La centralità assunta dal fenomeno religioso nel dibattito pubblico degli ultimi due decenni, in particolare dopo gli attentati di Parigi e le stragi in Medio Oriente e Nigeria, porta al quesito se le religioni siano terreno di incontro o scontro tra i popoli. Pasquale Ferrara, ex diplomatico e segretario dell’Istituto universitario di Firenze:

“Come tutte le attività umane, le religioni possono essere entrambe le cose, e storicamente lo sono state. Ma, in realtà, le religioni hanno anche un ruolo fondamentale, per esempio, nelle situazioni post-conflittuali di ricostruzione della pace”.

“Le religioni non sparano né pregano, sono i seguaci che lo fanno”, così Abdellah Redouane, segretario del Centro islamico culturale d’Italia, che sull’importanza del dialogo interreligioso afferma:

“Nei momenti di difficoltà dobbiamo dialogare per cercare le soluzioni ai problemi del mondo e non mettere benzina sul fuoco. Penso che Papa Francesco in questa situazione non sia soltanto un punto di riferimento per i cattolici e per la Chiesa, ma sia un punto di riferimento tout court, anche per noi musulmani. I suoi appelli, la sua spontaneità e la sua risposta immediata ogni volta che c’è un problema ci rassicurano sul fatto che ci sono persone che ancora possono guidare il mondo verso la pace”.

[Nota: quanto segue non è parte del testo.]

//! Command-line interface

pub mod help;

pub use help::HelpSystem;

use clap::{ArgAction, Parser};

/// Network Autopsy - find out what your network blocks and why
#[derive(Parser, Debug, Clone, Default)]
#[command(name = "nau")]
#[command(version, about, long_about = None)]
pub struct Cli {
    /// Domain to probe (can be used multiple times)
    #[arg(short, long = "domain", action = ArgAction::Append, value_name = "DOMAIN")]
    pub domains: Vec<String>,

    /// Protocol endpoint to probe as name@host:port (can be used multiple times)
    #[arg(long = "service", action = ArgAction::Append, value_name = "NAME@HOST:PORT")]
    pub services: Vec<String>,

    /// Text file produced by the platform diagnostic tool
    #[arg(short = 'p', long, value_name = "PATH")]
    pub platform_report: Option<std::path::PathBuf>,

    /// HTTPS attempts per target before falling back to HTTP
    #[arg(short = 'n', long)]
    pub attempts: Option<u32>,

    /// HTTPS attempt timeout in seconds
    #[arg(short, long, value_parser = parse_seconds)]
    pub timeout: Option<u64>,

    /// HTTP fallback timeout in seconds
    #[arg(long, value_parser = parse_seconds)]
    pub http_timeout: Option<u64>,

    /// Ceiling for the whole probing phase in seconds
    #[arg(long, value_parser = parse_seconds)]
    pub run_timeout: Option<u64>,

    /// Maximum number of targets probed at once
    #[arg(short, long)]
    pub concurrency: Option<usize>,

    /// Report targets unfinished at the deadline as timed out instead of omitting them
    #[arg(long)]
    pub mark_abandoned: bool,

    /// Connection type when no platform data is available (wifi, mobile, ethernet, vpn)
    #[arg(long, value_name = "TYPE")]
    pub connection_type: Option<String>,

    /// Provider name when no platform data is available
    #[arg(long, value_name = "NAME")]
    pub provider: Option<String>,

    /// Save the report to the report directory
    #[arg(short, long)]
    pub save: bool,

    /// Directory for saved reports
    #[arg(long, value_name = "DIR")]
    pub report_dir: Option<std::path::PathBuf>,

    /// Print the snapshot and conclusion as JSON
    #[arg(long)]
    pub json: bool,

    /// Disable colored output
    #[arg(long)]
    pub no_color: bool,

    /// Enable verbose output
    #[arg(long)]
    pub verbose: bool,

    /// Enable debug output
    #[arg(long)]
    pub debug: bool,

    /// Show help for a topic (targets, platform, output, env)
    #[arg(long, value_name = "TOPIC")]
    pub help_topic: Option<String>,
}

impl Cli {
    /// Check flag combinations clap cannot express
    pub fn validate(&self) -> Result<(), String> {
        if let Some(0) = self.attempts {
            return Err("--attempts must be at least 1".to_string());
        }
        if let Some(0) = self.concurrency {
            return Err("--concurrency must be at least 1".to_string());
        }
        Ok(())
    }

    pub fn should_show_topic_help(&self) -> bool {
        self.help_topic.is_some()
    }

    /// Colors are on unless disabled by flag, JSON output or the terminal
    pub fn use_colors(&self) -> bool {
        !self.no_color && !self.json && supports_color()
    }

    /// Help for the requested topic, or the topic list when it is unknown
    pub fn display_help(&self) -> String {
        let help_system = HelpSystem::new();
        let use_colors = self.use_colors();
        let topic = self.help_topic.as_deref().unwrap_or("");

        help_system.display_topic_help(topic, use_colors).unwrap_or_else(|| {
            format!(
                "Unknown help topic: '{}'\n\nAvailable topics: {}\n",
                topic,
                HelpSystem::TOPICS.join(", ")
            )
        })
    }
}

/// Parse a positive number of seconds
fn parse_seconds(s: &str) -> Result<u64, String> {
    if s.starts_with('+') || s.starts_with("0x") || s.starts_with("0X") {
        return Err(format!("Invalid duration: {}", s));
    }

    s.parse::<u64>()
        .map_err(|_| format!("Invalid duration: {}", s))
        .and_then(|secs| {
            if secs == 0 {
                Err("Duration must be greater than 0".to_string())
            } else if secs > 600 {
                Err("Duration cannot exceed 600 seconds".to_string())
            } else {
                Ok(secs)
            }
        })
}

/// Check if the terminal supports color output
fn supports_color() -> bool {
    if let Ok(term) = std::env::var("TERM") {
        if term == "dumb" {
            return false;
        }
    }

    if std::env::var("NO_COLOR").is_ok() {
        return false;
    }

    if std::env::var("FORCE_COLOR").is_ok() {
        return true;
    }

    cfg!(unix)
}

Nel dialogo i due esperti ricordano come oggi assistiamo a una crisi su più livelli, dove le religioni sono erroneamente chiamate in causa, strumentalizzate  da chi invoca l’ideologia per acquisire potere territoriale, come sta accadendo per il sedicente Stato Islamico. “Non è compito delle religioni intervenire nella politica internazionale”, sottolinea il professor Pasquale Ferrara, e, come, riportato nel suo libro, di recente pubblicazione, dal titolo “Religioni e relazioni internazionali”, ci sono molte cose che le religioni hanno fatto e possono ancora fare per creare il senso di una dimensione comune delle società:

“Io ho cominciato la mia carriera diplomatica moltissimi anni fa nel Cile di Pinochet e ricordo ancora il cardinale Raúl Silva Henríquez, considerato soprattutto nell’ultima parte del regime di Pinochet come una sorta di nemico pubblico numero uno, semplicemente perché aveva aperto le porte della cattedrale di Santiago e aveva accolto non solo i perseguitati dal regime, salvando loro in molti casi la vita, ma aveva offerto anche assistenza legale e assistenza psicologica. Aveva, dunque, operato  considerando l’uomo nella sua interezza e quindi nella promozione umana - diremmo oggi - nei confronti di tutti, senza distinzione ideologica. Io credo che le religioni dovrebbero avere questa grande dimensione di apertura al mondo, apertura alla diversità, dimensione che oggi forse manca nella politica, nell’economia e nella società in generale, cioè la dimensione della misericordia, anche in termini politici, il che significa andare al di là delle divisioni, sanare le ferite e insieme rimboccarsi le maniche per costruire una comunità viva”.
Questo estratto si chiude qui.